Figure 5. p53^R172H-occupied Enhancers regulate Cxcl1 expression and dictate Cxcl1-mediated immunosuppression.

A, Generation of enhancer-deleted isogenic cells from the parental Trp53^R172H/− cells. Two enhancers upstream of the Cxcl1 gene and one downstream of the Cxcl1 gene are deleted individually or in a pair using CRISPR/Cas9. The size of deleted regions is indicated in parentheses.

B, Quantification of the Cxcl1 chemokine level in enhancer-deleted isogenic cells and comparison with the Trp53^R172H/− cells. P-values are calculated from a one-way ANOVA test followed by a post hoc test with Benjamini-Hochberg correction.

C, Weights of the enhancer-deleted isogenic tumors compared with the Trp53^R172H/− tumors. Trp53^R172H/−;Δe8695;Δe8696 cells were not implanted in mice due to the minimal effect over either Trp53^R172H/−;Δe8695 or Trp53^R172H/−;Δe8696 cells. P-values are calculated from a one-way ANOVA test followed by a post hoc test with Benjamini-Hochberg correction.

D, Effect of the e8696 and e8697 status in leukocyte and neutrophil infiltration in PDAC tumors. P-values are calculated from a one-way ANOVA test followed by a post hoc test with Benjamini-Hochberg correction.

E, Representative multiplex immunofluorescence staining of Trp53^R172H/−;Δe8695 and Trp53^R172H/−;Δe8696 tumors. The scale bars correspond to 200 μm and 50 μm in the main view and the magnified view, respectively.

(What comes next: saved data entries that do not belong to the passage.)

//! Fixed site header with the mobile navigation menu.

use wasm_bindgen::closure::Closure;
use wasm_bindgen::JsCast;
use web_sys::{MouseEvent, Node};
use yew::prelude::*;

use crate::ui::menu::MenuState;
use crate::ui::scroll;

const NAV_SECTIONS: &[(&str, &str)] = &[
    ("#inicio", "Inicio"),
    ("#servicios", "Servicios"),
    ("#nosotros", "Nosotros"),
    ("#contacto", "Contacto"),
];

#[function_component(Nav)]
pub fn nav() -> Html {
    let menu = use_state(|| MenuState::Closed);
    let nav_ref = use_node_ref();
    let toggle_ref = use_node_ref();

    // Outside clicks and desktop resizes dismiss the menu. The listeners are
    // re-registered whenever the open flag changes so they always see the
    // current state.
    {
        let deps = *menu;
        let menu = menu.clone();
        let nav_ref = nav_ref.clone();
        let toggle_ref = toggle_ref.clone();
        use_effect_with_deps(
            move |state| {
                let state = *state;
                let window = web_sys::window().unwrap();
                let document = window.document().unwrap();

                let click_menu = menu.clone();
                let click_callback = Closure::wrap(Box::new(move |event: MouseEvent| {
                    if !state.is_open() {
                        return;
                    }
                    let target = event.target().and_then(|t| t.dyn_into::<Node>().ok());
                    let inside_nav = nav_ref
                        .cast::<Node>()
                        .map_or(false, |node| node.contains(target.as_ref()));
                    let inside_toggle = toggle_ref
                        .cast::<Node>()
                        .map_or(false, |node| node.contains(target.as_ref()));

                    let next = state.after_outside_click(inside_nav || inside_toggle);
                    if next != state {
                        click_menu.set(next);
                    }
                }) as Box<dyn FnMut(MouseEvent)>);

                let resize_menu = menu.clone();
                let resize_window = window.clone();
                let resize_callback = Closure::wrap(Box::new(move || {
                    let width = resize_window
                        .inner_width()
                        .ok()
                        .and_then(|value| value.as_f64())
                        .unwrap_or(0.0);

                    let next = state.after_resize(width);
                    if next != state {
                        resize_menu.set(next);
                    }
                }) as Box<dyn FnMut()>);

                document
                    .add_event_listener_with_callback("click", click_callback.as_ref().unchecked_ref())
                    .unwrap();
                window
                    .add_event_listener_with_callback("resize", resize_callback.as_ref().unchecked_ref())
                    .unwrap();

                move || {
                    let _ = document.remove_event_listener_with_callback(
                        "click",
                        click_callback.as_ref().unchecked_ref(),
                    );
                    let _ = window.remove_event_listener_with_callback(
                        "resize",
                        resize_callback.as_ref().unchecked_ref(),
                    );
                }
            },
            deps,
        );
    }

    let toggle_menu = {
        let menu = menu.clone();
        Callback::from(move |_: MouseEvent| {
            menu.set(menu.toggled());
        })
    };

    let section_link = |href: &'static str| {
        let menu = menu.clone();
        Callback::from(move |event: MouseEvent| {
            event.prevent_default();
            scroll::scroll_to_section(href);
            menu.set(menu.after_navigate());
        })
    };

    let open = menu.is_open();

    html! {
        <header class="site-header">
            <div class="header-inner">
                <a class="brand" href="#inicio" onclick={section_link("#inicio")}>
                    { "Andina Asesorías" }
                </a>
                <button
                    ref={toggle_ref}
                    id="menuToggle"
                    type="button"
                    class={classes!("menu-toggle", open.then_some("is-open"))}
                    aria-expanded={if open { "true" } else { "false" }}
                    aria-label="Abrir menú de navegación"
                    onclick={toggle_menu}
                >
                    <span></span>
                    <span></span>
                    <span></span>
                </button>
                <nav
                    ref={nav_ref}
                    id="mainNav"
                    class={classes!("main-nav", open.then_some("is-open"))}
                >
                    { for NAV_SECTIONS.iter().copied().map(|(href, label)| html! {
                        <a class="nav-link" href={href} onclick={section_link(href)}>
                            { label }
                        </a>
                    }) }
                </nav>
            </div>
        </header>
    }
}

F, Quantification of immune cell density from randomly selected 500 × 500 μm regions. P-values are calculated from a one-way ANOVA test followed by a post hoc test with Benjamini-Hochberg correction.

G, Kaplan-Meier survival curves showing the effects of e8696 or e8697 status and ICIs in the survival of mice implanted with parental Trp53^R172H/− or Trp53^R172H/−;Δe8696, or Trp53^R172H/−;Δe8697 cells. Control mice were treated with IgG. Trp53^R172H/− mice survival cohort is the same as in Figure S4D & Figure 3I. P-values are calculated using a log-rank (Mantel-Cox) test.